● Data excerpts
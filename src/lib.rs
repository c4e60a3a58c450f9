//! Phenotypic age scoring and actuarial risk separation.
//!
//! Source tables from a health survey are merged per subject, filtered, scored with
//! the PhenoAge model, calibrated to a target spread of age acceleration and turned
//! into Gompertz mortality risk ratios whose inequality is summarised by a Gini
//! coefficient. See [`pipeline::run`].

pub mod calibrate;
pub mod config;
pub mod error;
pub mod io;
pub mod loader;
pub mod phenoage;
pub mod pipeline;
pub mod preprocess;
pub mod records;
pub mod risk;
pub mod stats;
pub mod summary;

pub use config::PipelineConfig;
pub use error::{PipelineError, Result};
pub use loader::SourceTable;
pub use pipeline::{run, run_merged, PipelineOutput};
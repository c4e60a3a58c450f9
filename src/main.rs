use clap::{ArgAction, Parser, ValueEnum};
use env_logger::{Builder, Env};
use log::{debug, info};
use std::path::PathBuf;
use std::time::Instant;
use sysinfo::{get_current_pid, ProcessExt, System, SystemExt};

use phenoage_actuary::{io, pipeline, PipelineConfig};

static GOLD_PATH: &str = "data/output/gold/";
static REPORT_FILE_NAME: &str = "phenoage_report";
static SUMMARY_FILE_NAME: &str = "phenoage_summary.csv";

#[derive(Parser, Debug)]
#[clap(
    name = "phenoage-actuary",
    version,
    about = "Phenotypic age and actuarial risk separation from survey biomarkers."
)]
struct Args {
    /// Directory holding the exported source tables named in the configuration.
    data_dir: PathBuf,

    /// JSON file overriding the built-in configuration.
    #[clap(long)]
    config: Option<PathBuf>,

    /// Output table path. Defaults to the gold output directory.
    #[clap(short, long)]
    output: Option<PathBuf>,

    #[clap(short, long, value_enum, default_value_t = WriteFormat::Csv)]
    format: WriteFormat,

    /// Summary CSV path. Defaults to the gold output directory.
    #[clap(long)]
    summary: Option<PathBuf>,

    /// Raise log verbosity (-v debug, -vv trace).
    #[clap(short, long, action = ArgAction::Count)]
    verbose: u8,
}

#[derive(Debug, Clone, Copy, PartialEq, Eq, ValueEnum)]
enum WriteFormat {
    Csv,
    Parquet,
}

impl WriteFormat {
    fn extension(self) -> &'static str {
        match self {
            WriteFormat::Csv => "csv",
            WriteFormat::Parquet => "parquet",
        }
    }
}

/// Resident memory of this process in bytes, or 0 when it cannot be read.
fn monitor_memory() -> u64 {
    let Ok(pid) = get_current_pid() else {
        return 0;
    };
    let mut system = System::new();
    system.refresh_process(pid);
    system.process(pid).map(|process| process.memory()).unwrap_or(0)
}

#[tokio::main]
async fn main() -> Result<(), Box<dyn std::error::Error>> {
    let args = Args::parse();

    let default_level = match args.verbose {
        0 => "info",
        1 => "debug",
        _ => "trace",
    };
    Builder::from_env(Env::default().default_filter_or(default_level)).init();
    debug!("Arguments {:#?}", args);

    let start_time = Instant::now();
    let start_memory = monitor_memory();

    let config = match &args.config {
        Some(path) => PipelineConfig::load(path)?,
        None => PipelineConfig::default(),
    };

    let tables = io::load_sources(&args.data_dir, &config.sources).await?;
    let mut output = pipeline::run(&tables, &config)?;

    println!("{}", output.summary);
    println!("{}", output.frame.head(Some(5)));

    let output_path = args.output.clone().unwrap_or_else(|| {
        PathBuf::from(GOLD_PATH).join(format!("{}.{}", REPORT_FILE_NAME, args.format.extension()))
    });
    let summary_path = args
        .summary
        .clone()
        .unwrap_or_else(|| PathBuf::from(GOLD_PATH).join(SUMMARY_FILE_NAME));
    for path in [&output_path, &summary_path] {
        if let Some(parent) = path.parent().filter(|p| !p.as_os_str().is_empty()) {
            tokio::fs::create_dir_all(parent).await?;
        }
    }

    match args.format {
        WriteFormat::Csv => io::write_csv(&output_path, &mut output.frame).await?,
        WriteFormat::Parquet => io::write_parquet(&output_path, &mut output.frame).await?,
    }
    io::write_summary(&summary_path, &output.summary)?;
    info!(
        "Results saved to {} (summary: {})",
        output_path.display(),
        summary_path.display()
    );

    let end_memory = monitor_memory();
    let duration = start_time.elapsed();

    println!("Time elapsed: {:?}", duration);
    println!("Memory used: {} bytes", end_memory.saturating_sub(start_memory));

    Ok(())
}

● Problem to work on
Return all of the entries above exactly as they stand.

● Answer box
filename src/lib.rs
repository c4e60a3a58c450f9
//! Phenotypic age scoring and actuarial risk separation.
//!
//! Source tables from a health survey are merged per subject, filtered, scored with
//! the PhenoAge model, calibrated to a target spread of age acceleration and turned
//! into Gompertz mortality risk ratios whose inequality is summarised by a Gini
//! coefficient. See [`pipeline::run`].

pub mod calibrate;
pub mod config;
pub mod error;
pub mod io;
pub mod loader;
pub mod phenoage;
pub mod pipeline;
pub mod preprocess;
pub mod records;
pub mod risk;
pub mod stats;
pub mod summary;

pub use config::PipelineConfig;
pub use error::{PipelineError, Result};
pub use loader::SourceTable;
pub use pipeline::{run, run_merged, PipelineOutput};
repository c4e60a3a58c450f9
filename src/main.rs
use clap::{ArgAction, Parser, ValueEnum};
use env_logger::{Builder, Env};
use log::{debug, info};
use std::path::PathBuf;
use std::time::Instant;
use sysinfo::{get_current_pid, ProcessExt, System, SystemExt};

use phenoage_actuary::{io, pipeline, PipelineConfig};

static GOLD_PATH: &str = "data/output/gold/";
static REPORT_FILE_NAME: &str = "phenoage_report";
static SUMMARY_FILE_NAME: &str = "phenoage_summary.csv";

#[derive(Parser, Debug)]
#[clap(
    name = "phenoage-actuary",
    version,
    about = "Phenotypic age and actuarial risk separation from survey biomarkers."
)]
struct Args {
    /// Directory holding the exported source tables named in the configuration.
    data_dir: PathBuf,

    /// JSON file overriding the built-in configuration.
    #[clap(long)]
    config: Option<PathBuf>,

    /// Output table path. Defaults to the gold output directory.
    #[clap(short, long)]
    output: Option<PathBuf>,

    #[clap(short, long, value_enum, default_value_t = WriteFormat::Csv)]
    format: WriteFormat,

    /// Summary CSV path. Defaults to the gold output directory.
    #[clap(long)]
    summary: Option<PathBuf>,

    /// Raise log verbosity (-v debug, -vv trace).
    #[clap(short, long, action = ArgAction::Count)]
    verbose: u8,
}

#[derive(Debug, Clone, Copy, PartialEq, Eq, ValueEnum)]
enum WriteFormat {
    Csv,
    Parquet,
}

impl WriteFormat {
    fn extension(self) -> &'static str {
        match self {
            WriteFormat::Csv => "csv",
            WriteFormat::Parquet => "parquet",
        }
    }
}

/// Resident memory of this process in bytes, or 0 when it cannot be read.
fn monitor_memory() -> u64 {
    let Ok(pid) = get_current_pid() else {
        return 0;
    };
    let mut system = System::new();
    system.refresh_process(pid);
    system.process(pid).map(|process| process.memory()).unwrap_or(0)
}

#[tokio::main]
async fn main() -> Result<(), Box<dyn std::error::Error>> {
    let args = Args::parse();

    let default_level = match args.verbose {
        0 => "info",
        1 => "debug",
        _ => "trace",
    };
    Builder::from_env(Env::default().default_filter_or(default_level)).init();
    debug!("Arguments {:#?}", args);

    let start_time = Instant::now();
    let start_memory = monitor_memory();

    let config = match &args.config {
        Some(path) => PipelineConfig::load(path)?,
        None => PipelineConfig::default(),
    };

    let tables = io::load_sources(&args.data_dir, &config.sources).await?;
    let mut output = pipeline::run(&tables, &config)?;

    println!("{}", output.summary);
    println!("{}", output.frame.head(Some(5)));

    let output_path = args.output.clone().unwrap_or_else(|| {
        PathBuf::from(GOLD_PATH).join(format!("{}.{}", REPORT_FILE_NAME, args.format.extension()))
    });
    let summary_path = args
        .summary
        .clone()
        .unwrap_or_else(|| PathBuf::from(GOLD_PATH).join(SUMMARY_FILE_NAME));
    for path in [&output_path, &summary_path] {
        if let Some(parent) = path.parent().filter(|p| !p.as_os_str().is_empty()) {
            tokio::fs::create_dir_all(parent).await?;
        }
    }

    match args.format {
        WriteFormat::Csv => io::write_csv(&output_path, &mut output.frame).await?,
        WriteFormat::Parquet => io::write_parquet(&output_path, &mut output.frame).await?,
    }
    io::write_summary(&summary_path, &output.summary)?;
    info!(
        "Results saved to {} (summary: {})",
        output_path.display(),
        summary_path.display()
    );

    let end_memory = monitor_memory();
    let duration = start_time.elapsed();

    println!("Time elapsed: {:?}", duration);
    println!("Memory used: {} bytes", end_memory.saturating_sub(start_memory));

    Ok(())
}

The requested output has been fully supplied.